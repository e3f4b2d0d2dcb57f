// src/services/document_service.rs

use std::path::PathBuf;

use chrono::Local;
use genpdf::{elements, style, Element};
use image::Luma;
use qrcode::QrCode;
use uuid::Uuid;

use crate::{
    common::error::AppError,
    middleware::auth::AuthenticatedUser,
    models::payment::{PaymentStatus, PaymentView},
    services::billing_service::BillingService,
};

#[derive(Clone)]
pub struct DocumentService {
    billing: BillingService,
    fonts_dir: PathBuf,
}

impl DocumentService {
    pub fn new(billing: BillingService, fonts_dir: impl Into<PathBuf>) -> Self {
        Self {
            billing,
            fonts_dir: fonts_dir.into(),
        }
    }

    /// Boleto em PDF da cobrança, com os valores que o usuário enxerga.
    pub async fn generate_boleto_pdf(&self, user: &AuthenticatedUser, payment_id: Uuid) -> Result<Vec<u8>, AppError> {
        let payment = self.billing.visible_charge(user, payment_id).await?;
        let view = PaymentView::for_role(&payment, user.role, Local::now().naive_local());

        let fonts_dir = self.fonts_dir.clone();
        let payer = user.name.clone();

        // genpdf é síncrono e faz E/S de fontes
        tokio::task::spawn_blocking(move || render_boleto(&view, &payer, &fonts_dir))
            .await
            .map_err(|e| anyhow::anyhow!("Falha na task de geração do PDF: {}", e))?
    }
}

fn pdf_error(e: impl std::fmt::Display) -> AppError {
    AppError::InternalServerError(anyhow::Error::msg(e.to_string()))
}

fn status_label(status: PaymentStatus) -> &'static str {
    match status {
        PaymentStatus::Pendente => "PENDENTE",
        PaymentStatus::Pago => "PAGO",
        PaymentStatus::Atrasado => "ATRASADO",
    }
}

pub fn render_boleto(view: &PaymentView, payer: &str, fonts_dir: &std::path::Path) -> Result<Vec<u8>, AppError> {
    // Carrega a fonte da pasta configurada
    let font_family = genpdf::fonts::from_files(fonts_dir, "Roboto", None)
        .map_err(|_| AppError::FontNotFound(format!("Fonte não encontrada em {}", fonts_dir.display())))?;

    let mut doc = genpdf::Document::new(font_family);
    doc.set_title(format!("Boleto {}", view.mes_referencia));
    let mut decorator = genpdf::SimplePageDecorator::new();
    decorator.set_margins(10);
    doc.set_page_decorator(decorator);

    // --- CABEÇALHO ---
    doc.push(elements::Paragraph::new("CONDOHUB - TAXA CONDOMINIAL").styled(style::Style::new().bold().with_font_size(18)));
    doc.push(elements::Paragraph::new(format!("Referência: {}", view.mes_referencia)));
    doc.push(elements::Paragraph::new(format!("Pagador: {}", payer)));
    doc.push(elements::Paragraph::new(format!(
        "Vencimento: {}",
        view.data_vencimento.format("%d/%m/%Y")
    )));
    doc.push(elements::Paragraph::new(format!("Situação: {}", status_label(view.status))));
    doc.push(elements::Break::new(1.5));

    // --- VALORES ---
    let mut table = elements::TableLayout::new(vec![3, 2]);
    table.set_cell_decorator(elements::FrameCellDecorator::new(true, true, false));

    let style_bold = style::Style::new().bold();
    table
        .row()
        .element(elements::Paragraph::new("Descrição").styled(style_bold))
        .element(elements::Paragraph::new("Valor").styled(style_bold))
        .push()
        .map_err(pdf_error)?;

    let mut lines = vec![("Taxa condominial".to_string(), view.taxa_condominial)];
    if let Some(desconto) = view.desconto {
        lines.push(("Desconto síndico (20%)".to_string(), -desconto));
    }
    lines.push(("Fundo de reserva".to_string(), view.fundo_reserva));

    for (label, value) in lines {
        table
            .row()
            .element(elements::Paragraph::new(label))
            .element(elements::Paragraph::new(format!("R$ {:.2}", value)))
            .push()
            .map_err(pdf_error)?;
    }

    doc.push(table);
    doc.push(elements::Break::new(1));

    let mut total_paragraph = elements::Paragraph::new(format!("TOTAL: R$ {:.2}", view.total));
    total_paragraph.set_alignment(genpdf::Alignment::Right);
    doc.push(total_paragraph.styled(style::Style::new().bold().with_font_size(12)));

    // --- PIX ---
    if let Some(payload) = view.qr_code_pix.as_deref().filter(|p| !p.is_empty()) {
        doc.push(elements::Break::new(2));
        doc.push(elements::Paragraph::new("PAGAMENTO VIA PIX").styled(style::Style::new().bold().with_font_size(12)));
        doc.push(elements::Paragraph::new(format!("Copia e cola: {}", payload)).styled(style::Style::new().with_font_size(8)));
        doc.push(elements::Break::new(1));

        let code = QrCode::new(payload.as_bytes()).map_err(pdf_error)?;
        let image_buffer = code.render::<Luma<u8>>().build();
        let dynamic_image = image::DynamicImage::ImageLuma8(image_buffer);

        let pdf_image = elements::Image::from_dynamic_image(dynamic_image)
            .map_err(pdf_error)?
            .with_scale(genpdf::Scale::new(0.5, 0.5));
        doc.push(pdf_image);
    }

    // 3. Renderiza para Buffer (Memória)
    let mut buffer = Vec::new();
    doc.render(&mut buffer).map_err(pdf_error)?;

    Ok(buffer)
}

──────────────────────────────

**PROMPT**
Return all of the data above exactly, leaving out no line.

**EXERCISE RESPONSE**
repository e3f4b2d0d2dcb57f
// src/services/document_service.rs

use std::path::PathBuf;

use chrono::Local;
use genpdf::{elements, style, Element};
use image::Luma;
use qrcode::QrCode;
use uuid::Uuid;

use crate::{
    common::error::AppError,
    middleware::auth::AuthenticatedUser,
    models::payment::{PaymentStatus, PaymentView},
    services::billing_service::BillingService,
};

#[derive(Clone)]
pub struct DocumentService {
    billing: BillingService,
    fonts_dir: PathBuf,
}

impl DocumentService {
    pub fn new(billing: BillingService, fonts_dir: impl Into<PathBuf>) -> Self {
        Self {
            billing,
            fonts_dir: fonts_dir.into(),
        }
    }

    /// Boleto em PDF da cobrança, com os valores que o usuário enxerga.
    pub async fn generate_boleto_pdf(&self, user: &AuthenticatedUser, payment_id: Uuid) -> Result<Vec<u8>, AppError> {
        let payment = self.billing.visible_charge(user, payment_id).await?;
        let view = PaymentView::for_role(&payment, user.role, Local::now().naive_local());

        let fonts_dir = self.fonts_dir.clone();
        let payer = user.name.clone();

        // genpdf é síncrono e faz E/S de fontes
        tokio::task::spawn_blocking(move || render_boleto(&view, &payer, &fonts_dir))
            .await
            .map_err(|e| anyhow::anyhow!("Falha na task de geração do PDF: {}", e))?
    }
}

fn pdf_error(e: impl std::fmt::Display) -> AppError {
    AppError::InternalServerError(anyhow::Error::msg(e.to_string()))
}

fn status_label(status: PaymentStatus) -> &'static str {
    match status {
        PaymentStatus::Pendente => "PENDENTE",
        PaymentStatus::Pago => "PAGO",
        PaymentStatus::Atrasado => "ATRASADO",
    }
}

pub fn render_boleto(view: &PaymentView, payer: &str, fonts_dir: &std::path::Path) -> Result<Vec<u8>, AppError> {
    // Carrega a fonte da pasta configurada
    let font_family = genpdf::fonts::from_files(fonts_dir, "Roboto", None)
        .map_err(|_| AppError::FontNotFound(format!("Fonte não encontrada em {}", fonts_dir.display())))?;

    let mut doc = genpdf::Document::new(font_family);
    doc.set_title(format!("Boleto {}", view.mes_referencia));
    let mut decorator = genpdf::SimplePageDecorator::new();
    decorator.set_margins(10);
    doc.set_page_decorator(decorator);

    // --- CABEÇALHO ---
    doc.push(elements::Paragraph::new("CONDOHUB - TAXA CONDOMINIAL").styled(style::Style::new().bold().with_font_size(18)));
    doc.push(elements::Paragraph::new(format!("Referência: {}", view.mes_referencia)));
    doc.push(elements::Paragraph::new(format!("Pagador: {}", payer)));
    doc.push(elements::Paragraph::new(format!(
        "Vencimento: {}",
        view.data_vencimento.format("%d/%m/%Y")
    )));
    doc.push(elements::Paragraph::new(format!("Situação: {}", status_label(view.status))));
    doc.push(elements::Break::new(1.5));

    // --- VALORES ---
    let mut table = elements::TableLayout::new(vec![3, 2]);
    table.set_cell_decorator(elements::FrameCellDecorator::new(true, true, false));

    let style_bold = style::Style::new().bold();
    table
        .row()
        .element(elements::Paragraph::new("Descrição").styled(style_bold))
        .element(elements::Paragraph::new("Valor").styled(style_bold))
        .push()
        .map_err(pdf_error)?;

    let mut lines = vec![("Taxa condominial".to_string(), view.taxa_condominial)];
    if let Some(desconto) = view.desconto {
        lines.push(("Desconto síndico (20%)".to_string(), -desconto));
    }
    lines.push(("Fundo de reserva".to_string(), view.fundo_reserva));

    for (label, value) in lines {
        table
            .row()
            .element(elements::Paragraph::new(label))
            .element(elements::Paragraph::new(format!("R$ {:.2}", value)))
            .push()
            .map_err(pdf_error)?;
    }

    doc.push(table);
    doc.push(elements::Break::new(1));

    let mut total_paragraph = elements::Paragraph::new(format!("TOTAL: R$ {:.2}", view.total));
    total_paragraph.set_alignment(genpdf::Alignment::Right);
    doc.push(total_paragraph.styled(style::Style::new().bold().with_font_size(12)));

    // --- PIX ---
    if let Some(payload) = view.qr_code_pix.as_deref().filter(|p| !p.is_empty()) {
        doc.push(elements::Break::new(2));
        doc.push(elements::Paragraph::new("PAGAMENTO VIA PIX").styled(style::Style::new().bold().with_font_size(12)));
        doc.push(elements::Paragraph::new(format!("Copia e cola: {}", payload)).styled(style::Style::new().with_font_size(8)));
        doc.push(elements::Break::new(1));

        let code = QrCode::new(payload.as_bytes()).map_err(pdf_error)?;
        let image_buffer = code.render::<Luma<u8>>().build();
        let dynamic_image = image::DynamicImage::ImageLuma8(image_buffer);

        let pdf_image = elements::Image::from_dynamic_image(dynamic_image)
            .map_err(pdf_error)?
            .with_scale(genpdf::Scale::new(0.5, 0.5));
        doc.push(pdf_image);
    }

    // 3. Renderiza para Buffer (Memória)
    let mut buffer = Vec::new();
    doc.render(&mut buffer).map_err(pdf_error)?;

    Ok(buffer)
}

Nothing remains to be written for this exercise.